[Start of Attachment]

//! TUI application state machine.
//!
//! The `TuiApp` holds everything the screen shows:
//! - the latest scan HUD frame
//! - attack narration and state changes as log lines
//! - the cycle phase, interface mode and scanner state
//! - UI focus and scroll state

use std::collections::VecDeque;

use chrono::Local;
use tracing::debug;

use crate::attack::{AttackPhase, InboundCommand, StatusEvent, WifiMode};
use crate::session::SessionHandle;

use super::state::{FocusPanel, LogCategory, LogEntry, MAX_LOG_ENTRIES};

/// The TUI application state.
pub struct TuiApp {
    /// Channels to the session.
    session: SessionHandle,
    /// Interface under control, for the title.
    wifi_card: String,
    /// Most recent HUD frame.
    hud_frame: String,
    /// Lines scrolled off the top of the HUD.
    hud_scroll: u16,
    /// Log entries (newest first).
    logs: VecDeque<LogEntry>,
    /// Which panel currently has focus.
    focus: FocusPanel,
    /// Selected index in logs list.
    log_selection: usize,
    /// Last phase seen.
    phase: AttackPhase,
    /// Last confirmed interface mode.
    mode: WifiMode,
    /// Capture tool running.
    scanner_on: bool,
    /// Whether the app should quit.
    should_quit: bool,
    /// Status message to display.
    status_message: Option<String>,
}

impl TuiApp {
    /// Create a TUI bound to a session.
    pub fn new(session: SessionHandle, wifi_card: impl Into<String>) -> Self {
        let phase = *session.phase.borrow();
        let mut app = Self {
            session,
            wifi_card: wifi_card.into(),
            hud_frame: String::new(),
            hud_scroll: 0,
            logs: VecDeque::with_capacity(MAX_LOG_ENTRIES),
            focus: FocusPanel::Hud,
            log_selection: 0,
            phase,
            mode: WifiMode::Managed,
            scanner_on: false,
            should_quit: false,
            status_message: None,
        };
        app.add_log(
            LogCategory::Operator,
            "Press [s] to scan and attack, [x] to stop".to_string(),
        );
        app
    }

    /// Get the current focus panel.
    #[must_use]
    pub fn focus(&self) -> FocusPanel {
        self.focus
    }

    /// Latest HUD frame.
    #[must_use]
    pub fn hud_frame(&self) -> &str {
        &self.hud_frame
    }

    /// HUD scroll offset.
    #[must_use]
    pub fn hud_scroll(&self) -> u16 {
        self.hud_scroll
    }

    /// Get log entries.
    #[must_use]
    pub fn logs(&self) -> &VecDeque<LogEntry> {
        &self.logs
    }

    /// Get current log selection index.
    #[must_use]
    pub fn log_selection(&self) -> usize {
        self.log_selection
    }

    /// Interface name.
    #[must_use]
    pub fn wifi_card(&self) -> &str {
        &self.wifi_card
    }

    /// Current cycle phase.
    #[must_use]
    pub fn phase(&self) -> AttackPhase {
        self.phase
    }

    /// Last confirmed interface mode.
    #[must_use]
    pub fn mode(&self) -> WifiMode {
        self.mode
    }

    /// Whether the capture tool is running.
    #[must_use]
    pub fn scanner_on(&self) -> bool {
        self.scanner_on
    }

    /// Check if app should quit.
    #[must_use]
    pub fn should_quit(&self) -> bool {
        self.should_quit
    }

    /// Get the current status message.
    #[must_use]
    pub fn status_message(&self) -> Option<&str> {
        self.status_message.as_deref()
    }

    /// Set the quit flag.
    pub fn quit(&mut self) {
        self.should_quit = true;
    }

    /// Cycle focus to the next panel.
    pub fn focus_next(&mut self) {
        self.focus = self.focus.next();
    }

    /// Cycle focus to the previous panel.
    pub fn focus_prev(&mut self) {
        self.focus = self.focus.prev();
    }

    /// Move selection up in the focused panel.
    pub fn select_up(&mut self) {
        match self.focus {
            FocusPanel::Hud => self.hud_scroll = self.hud_scroll.saturating_sub(1),
            FocusPanel::Logs => {
                if self.log_selection > 0 {
                    self.log_selection -= 1;
                }
            }
        }
    }

    /// Move selection down in the focused panel.
    pub fn select_down(&mut self) {
        match self.focus {
            FocusPanel::Hud => {
                let lines = u16::try_from(self.hud_frame.lines().count()).unwrap_or(u16::MAX);
                if self.hud_scroll + 1 < lines {
                    self.hud_scroll += 1;
                }
            }
            FocusPanel::Logs => {
                if !self.logs.is_empty() && self.log_selection < self.logs.len() - 1 {
                    self.log_selection += 1;
                }
            }
        }
    }

    /// Send a command to the session.
    pub fn send(&mut self, command: InboundCommand) {
        let label = match command {
            InboundCommand::Scan => "Scan requested",
            InboundCommand::StopAttack => "Stop requested",
            InboundCommand::Settings => "Settings reload requested",
            InboundCommand::Whitelist => "Whitelist requested",
        };
        if self.session.commands.send(command).is_ok() {
            self.add_log(LogCategory::Operator, label.to_string());
            self.status_message = None;
        } else {
            self.status_message = Some("Session has ended".to_string());
        }
    }

    /// Drain everything the session has published. Returns whether anything
    /// changed.
    pub fn process_updates(&mut self) -> bool {
        let mut changed = false;

        while let Ok(event) = self.session.status.try_recv() {
            self.handle_status(event);
            changed = true;
        }

        if let Some(ref mut hud) = self.session.hud {
            let mut latest = None;
            while let Ok(frame) = hud.try_recv() {
                latest = Some(frame);
            }
            if let Some(frame) = latest {
                self.hud_frame = frame;
                changed = true;
            }
        }

        if self.session.phase.has_changed().unwrap_or(false) {
            self.phase = *self.session.phase.borrow_and_update();
            changed = true;
        }

        changed
    }

    /// Whether the session is gone.
    pub fn check_shutdown(&mut self) -> bool {
        if self.session.commands.is_closed() {
            self.should_quit = true;
            return true;
        }
        false
    }

    fn handle_status(&mut self, event: StatusEvent) {
        debug!("Status event: {:?}", event);
        match event {
            StatusEvent::ScannerState(on) => {
                self.scanner_on = on;
                let message = if on { "Scanner started" } else { "Scanner stopped" };
                self.add_log(LogCategory::State, message.to_string());
            }
            StatusEvent::ModeState(mode) => {
                self.mode = mode;
                self.add_log(LogCategory::State, format!("Interface in {} mode", mode));
            }
            StatusEvent::AttackState(on) => {
                let message = if on { "Attack started" } else { "Attack ended" };
                self.add_log(LogCategory::State, message.to_string());
            }
            StatusEvent::TypeOut(out) => {
                for line in out.lines() {
                    self.add_log(LogCategory::Attack, line.to_string());
                }
            }
        }
    }

    fn add_log(&mut self, category: LogCategory, message: String) {
        self.logs.push_front(LogEntry {
            category,
            message,
            timestamp: Local::now(),
        });
        while self.logs.len() > MAX_LOG_ENTRIES {
            self.logs.pop_back();
        }
    }
}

[End of Attachment]

◆ YOUR ASSIGNMENT
Please count the lines in the material above that hold the word "impl", and give only the total.

◆ TASK RESULT
2